## [Records for processing]
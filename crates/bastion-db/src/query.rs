//! Filtered, sorted, paginated reads keyed by settlement and date range.

use bastion_common::entities::{
    Certification, Incident, Inspection, SecurityComponent, Settlement, Soldier, TrainingEvent,
};
use chrono::NaiveDate;
use serde::{Deserialize, Serialize};
use uuid::Uuid;

use crate::error::{DbError, Result};

#[derive(Debug, Clone, Copy, Serialize, Deserialize, PartialEq, Eq, Default)]
#[serde(rename_all = "snake_case")]
pub enum SortOrder {
    /// Newest first; undated rows last
    #[default]
    Descending,
    /// Oldest first; undated rows last
    Ascending,
}

#[derive(Debug, Clone, Copy, Serialize, Deserialize, PartialEq, Eq)]
pub struct Page {
    pub offset: usize,
    pub limit: usize,
}

#[derive(Debug, Clone, Serialize, Deserialize, PartialEq, Eq, Default)]
pub struct RecordQuery {
    pub settlement_id: Option<Uuid>,
    /// Inclusive lower date bound
    pub from: Option<NaiveDate>,
    /// Inclusive upper date bound
    pub to: Option<NaiveDate>,
    pub order: SortOrder,
    pub page: Option<Page>,
}

impl RecordQuery {
    pub fn for_settlement(settlement_id: Uuid) -> Self {
        Self {
            settlement_id: Some(settlement_id),
            ..Default::default()
        }
    }

    pub fn between(mut self, from: NaiveDate, to: NaiveDate) -> Self {
        self.from = Some(from);
        self.to = Some(to);
        self
    }

    pub fn until(mut self, to: NaiveDate) -> Self {
        self.to = Some(to);
        self
    }

    pub fn order(mut self, order: SortOrder) -> Self {
        self.order = order;
        self
    }

    pub fn page(mut self, offset: usize, limit: usize) -> Self {
        self.page = Some(Page { offset, limit });
        self
    }

    pub fn validate(&self) -> Result<()> {
        if let (Some(from), Some(to)) = (self.from, self.to) {
            if from > to {
                return Err(DbError::InvalidQuery(format!("date range {from}..{to} is empty")));
            }
        }
        if let Some(page) = self.page {
            if page.limit == 0 {
                return Err(DbError::InvalidQuery("page limit must be positive".to_string()));
            }
        }
        Ok(())
    }

    fn has_date_bound(&self) -> bool {
        self.from.is_some() || self.to.is_some()
    }

    fn matches<T: Dated>(&self, row: &T) -> bool {
        if let Some(id) = self.settlement_id {
            if row.settlement_id() != id {
                return false;
            }
        }
        if !self.has_date_bound() {
            return true;
        }
        // Undated rows cannot satisfy a date bound.
        let Some(date) = row.record_date() else {
            return false;
        };
        self.from.map_or(true, |from| date >= from) && self.to.map_or(true, |to| date <= to)
    }

    /// Run this query over an in-memory table.
    pub fn apply<T: Dated + Clone>(&self, rows: &[T]) -> Result<Vec<T>> {
        self.validate()?;

        let mut out: Vec<T> = rows.iter().filter(|r| self.matches(*r)).cloned().collect();

        // Stable sort keeps insertion order among equal dates.
        out.sort_by(|a, b| match (a.record_date(), b.record_date()) {
            (Some(x), Some(y)) => match self.order {
                SortOrder::Ascending => x.cmp(&y),
                SortOrder::Descending => y.cmp(&x),
            },
            (Some(_), None) => std::cmp::Ordering::Less,
            (None, Some(_)) => std::cmp::Ordering::Greater,
            (None, None) => std::cmp::Ordering::Equal,
        });

        if let Some(page) = self.page {
            out = out.into_iter().skip(page.offset).take(page.limit).collect();
        }
        Ok(out)
    }
}

/// A row that belongs to a settlement and carries a sortable date.
pub trait Dated {
    fn settlement_id(&self) -> Uuid;
    fn record_date(&self) -> Option<NaiveDate>;
}

impl Dated for Settlement {
    fn settlement_id(&self) -> Uuid { self.id }
    fn record_date(&self) -> Option<NaiveDate> { None }
}

impl Dated for Soldier {
    fn settlement_id(&self) -> Uuid { self.settlement_id }
    fn record_date(&self) -> Option<NaiveDate> { self.last_range_date }
}

impl Dated for Certification {
    fn settlement_id(&self) -> Uuid { self.settlement_id }
    fn record_date(&self) -> Option<NaiveDate> { self.issued_on }
}

impl Dated for SecurityComponent {
    fn settlement_id(&self) -> Uuid { self.settlement_id }
    fn record_date(&self) -> Option<NaiveDate> { self.updated_on }
}

impl Dated for Inspection {
    fn settlement_id(&self) -> Uuid { self.settlement_id }
    fn record_date(&self) -> Option<NaiveDate> { Some(self.inspected_on) }
}

impl Dated for Incident {
    fn settlement_id(&self) -> Uuid { self.settlement_id }
    fn record_date(&self) -> Option<NaiveDate> { Some(self.reported_on) }
}

impl Dated for TrainingEvent {
    fn settlement_id(&self) -> Uuid { self.settlement_id }
    fn record_date(&self) -> Option<NaiveDate> { self.held_on }
}

#[cfg(test)]
mod tests {
    use super::*;
    use bastion_common::entities::TrainingKind;

    fn date(y: i32, m: u32, d: u32) -> NaiveDate {
        NaiveDate::from_ymd_opt(y, m, d).unwrap()
    }

    fn event(settlement_id: Uuid, held_on: Option<NaiveDate>) -> TrainingEvent {
        TrainingEvent {
            id: Uuid::new_v4(),
            settlement_id,
            kind: TrainingKind::Drill,
            held_on,
            participants: 12,
        }
    }

    #[test]
    fn test_filters_by_settlement_and_range() {
        let a = Uuid::new_v4();
        let b = Uuid::new_v4();
        let rows = vec![
            event(a, Some(date(2026, 1, 5))),
            event(a, Some(date(2026, 2, 5))),
            event(b, Some(date(2026, 2, 6))),
            event(a, None),
        ];
        let q = RecordQuery::for_settlement(a).between(date(2026, 2, 1), date(2026, 2, 28));
        let out = q.apply(&rows).unwrap();
        assert_eq!(out.len(), 1);
        assert_eq!(out[0].held_on, Some(date(2026, 2, 5)));
    }

    #[test]
    fn test_sort_descending_undated_last() {
        let a = Uuid::new_v4();
        let rows = vec![
            event(a, None),
            event(a, Some(date(2026, 1, 5))),
            event(a, Some(date(2026, 3, 5))),
        ];
        let out = RecordQuery::for_settlement(a).apply(&rows).unwrap();
        assert_eq!(out[0].held_on, Some(date(2026, 3, 5)));
        assert_eq!(out[1].held_on, Some(date(2026, 1, 5)));
        assert_eq!(out[2].held_on, None);
    }

    #[test]
    fn test_pagination() {
        let a = Uuid::new_v4();
        let rows: Vec<_> = (1..=5).map(|d| event(a, Some(date(2026, 1, d)))).collect();
        let out = RecordQuery::for_settlement(a)
            .order(SortOrder::Ascending)
            .page(1, 2)
            .apply(&rows)
            .unwrap();
        assert_eq!(out.len(), 2);
        assert_eq!(out[0].held_on, Some(date(2026, 1, 2)));
        assert_eq!(out[1].held_on, Some(date(2026, 1, 3)));
    }

    #[test]
    fn test_inverted_range_rejected() {
        let q = RecordQuery::default().between(date(2026, 3, 1), date(2026, 2, 1));
        assert!(matches!(q.validate(), Err(DbError::InvalidQuery(_))));
    }
}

## [Problem requirements]
Exact reproduction of all the material is needed.

## [Answer space]
filename crates/bastion-db/src/query.rs
//! Filtered, sorted, paginated reads keyed by settlement and date range.

use bastion_common::entities::{
    Certification, Incident, Inspection, SecurityComponent, Settlement, Soldier, TrainingEvent,
};
use chrono::NaiveDate;
use serde::{Deserialize, Serialize};
use uuid::Uuid;

use crate::error::{DbError, Result};

#[derive(Debug, Clone, Copy, Serialize, Deserialize, PartialEq, Eq, Default)]
#[serde(rename_all = "snake_case")]
pub enum SortOrder {
    /// Newest first; undated rows last
    #[default]
    Descending,
    /// Oldest first; undated rows last
    Ascending,
}

#[derive(Debug, Clone, Copy, Serialize, Deserialize, PartialEq, Eq)]
pub struct Page {
    pub offset: usize,
    pub limit: usize,
}

#[derive(Debug, Clone, Serialize, Deserialize, PartialEq, Eq, Default)]
pub struct RecordQuery {
    pub settlement_id: Option<Uuid>,
    /// Inclusive lower date bound
    pub from: Option<NaiveDate>,
    /// Inclusive upper date bound
    pub to: Option<NaiveDate>,
    pub order: SortOrder,
    pub page: Option<Page>,
}

impl RecordQuery {
    pub fn for_settlement(settlement_id: Uuid) -> Self {
        Self {
            settlement_id: Some(settlement_id),
            ..Default::default()
        }
    }

    pub fn between(mut self, from: NaiveDate, to: NaiveDate) -> Self {
        self.from = Some(from);
        self.to = Some(to);
        self
    }

    pub fn until(mut self, to: NaiveDate) -> Self {
        self.to = Some(to);
        self
    }

    pub fn order(mut self, order: SortOrder) -> Self {
        self.order = order;
        self
    }

    pub fn page(mut self, offset: usize, limit: usize) -> Self {
        self.page = Some(Page { offset, limit });
        self
    }

    pub fn validate(&self) -> Result<()> {
        if let (Some(from), Some(to)) = (self.from, self.to) {
            if from > to {
                return Err(DbError::InvalidQuery(format!("date range {from}..{to} is empty")));
            }
        }
        if let Some(page) = self.page {
            if page.limit == 0 {
                return Err(DbError::InvalidQuery("page limit must be positive".to_string()));
            }
        }
        Ok(())
    }

    fn has_date_bound(&self) -> bool {
        self.from.is_some() || self.to.is_some()
    }

    fn matches<T: Dated>(&self, row: &T) -> bool {
        if let Some(id) = self.settlement_id {
            if row.settlement_id() != id {
                return false;
            }
        }
        if !self.has_date_bound() {
            return true;
        }
        // Undated rows cannot satisfy a date bound.
        let Some(date) = row.record_date() else {
            return false;
        };
        self.from.map_or(true, |from| date >= from) && self.to.map_or(true, |to| date <= to)
    }

    /// Run this query over an in-memory table.
    pub fn apply<T: Dated + Clone>(&self, rows: &[T]) -> Result<Vec<T>> {
        self.validate()?;

        let mut out: Vec<T> = rows.iter().filter(|r| self.matches(*r)).cloned().collect();

        // Stable sort keeps insertion order among equal dates.
        out.sort_by(|a, b| match (a.record_date(), b.record_date()) {
            (Some(x), Some(y)) => match self.order {
                SortOrder::Ascending => x.cmp(&y),
                SortOrder::Descending => y.cmp(&x),
            },
            (Some(_), None) => std::cmp::Ordering::Less,
            (None, Some(_)) => std::cmp::Ordering::Greater,
            (None, None) => std::cmp::Ordering::Equal,
        });

        if let Some(page) = self.page {
            out = out.into_iter().skip(page.offset).take(page.limit).collect();
        }
        Ok(out)
    }
}

/// A row that belongs to a settlement and carries a sortable date.
pub trait Dated {
    fn settlement_id(&self) -> Uuid;
    fn record_date(&self) -> Option<NaiveDate>;
}

impl Dated for Settlement {
    fn settlement_id(&self) -> Uuid { self.id }
    fn record_date(&self) -> Option<NaiveDate> { None }
}

impl Dated for Soldier {
    fn settlement_id(&self) -> Uuid { self.settlement_id }
    fn record_date(&self) -> Option<NaiveDate> { self.last_range_date }
}

impl Dated for Certification {
    fn settlement_id(&self) -> Uuid { self.settlement_id }
    fn record_date(&self) -> Option<NaiveDate> { self.issued_on }
}

impl Dated for SecurityComponent {
    fn settlement_id(&self) -> Uuid { self.settlement_id }
    fn record_date(&self) -> Option<NaiveDate> { self.updated_on }
}

impl Dated for Inspection {
    fn settlement_id(&self) -> Uuid { self.settlement_id }
    fn record_date(&self) -> Option<NaiveDate> { Some(self.inspected_on) }
}

impl Dated for Incident {
    fn settlement_id(&self) -> Uuid { self.settlement_id }
    fn record_date(&self) -> Option<NaiveDate> { Some(self.reported_on) }
}

impl Dated for TrainingEvent {
    fn settlement_id(&self) -> Uuid { self.settlement_id }
    fn record_date(&self) -> Option<NaiveDate> { self.held_on }
}

#[cfg(test)]
mod tests {
    use super::*;
    use bastion_common::entities::TrainingKind;

    fn date(y: i32, m: u32, d: u32) -> NaiveDate {
        NaiveDate::from_ymd_opt(y, m, d).unwrap()
    }

    fn event(settlement_id: Uuid, held_on: Option<NaiveDate>) -> TrainingEvent {
        TrainingEvent {
            id: Uuid::new_v4(),
            settlement_id,
            kind: TrainingKind::Drill,
            held_on,
            participants: 12,
        }
    }

    #[test]
    fn test_filters_by_settlement_and_range() {
        let a = Uuid::new_v4();
        let b = Uuid::new_v4();
        let rows = vec![
            event(a, Some(date(2026, 1, 5))),
            event(a, Some(date(2026, 2, 5))),
            event(b, Some(date(2026, 2, 6))),
            event(a, None),
        ];
        let q = RecordQuery::for_settlement(a).between(date(2026, 2, 1), date(2026, 2, 28));
        let out = q.apply(&rows).unwrap();
        assert_eq!(out.len(), 1);
        assert_eq!(out[0].held_on, Some(date(2026, 2, 5)));
    }

    #[test]
    fn test_sort_descending_undated_last() {
        let a = Uuid::new_v4();
        let rows = vec![
            event(a, None),
            event(a, Some(date(2026, 1, 5))),
            event(a, Some(date(2026, 3, 5))),
        ];
        let out = RecordQuery::for_settlement(a).apply(&rows).unwrap();
        assert_eq!(out[0].held_on, Some(date(2026, 3, 5)));
        assert_eq!(out[1].held_on, Some(date(2026, 1, 5)));
        assert_eq!(out[2].held_on, None);
    }

    #[test]
    fn test_pagination() {
        let a = Uuid::new_v4();
        let rows: Vec<_> = (1..=5).map(|d| event(a, Some(date(2026, 1, d)))).collect();
        let out = RecordQuery::for_settlement(a)
            .order(SortOrder::Ascending)
            .page(1, 2)
            .apply(&rows)
            .unwrap();
        assert_eq!(out.len(), 2);
        assert_eq!(out[0].held_on, Some(date(2026, 1, 2)));
        assert_eq!(out[1].held_on, Some(date(2026, 1, 3)));
    }

    #[test]
    fn test_inverted_range_rejected() {
        let q = RecordQuery::default().between(date(2026, 3, 1), date(2026, 2, 1));
        assert!(matches!(q.validate(), Err(DbError::InvalidQuery(_))));
    }
}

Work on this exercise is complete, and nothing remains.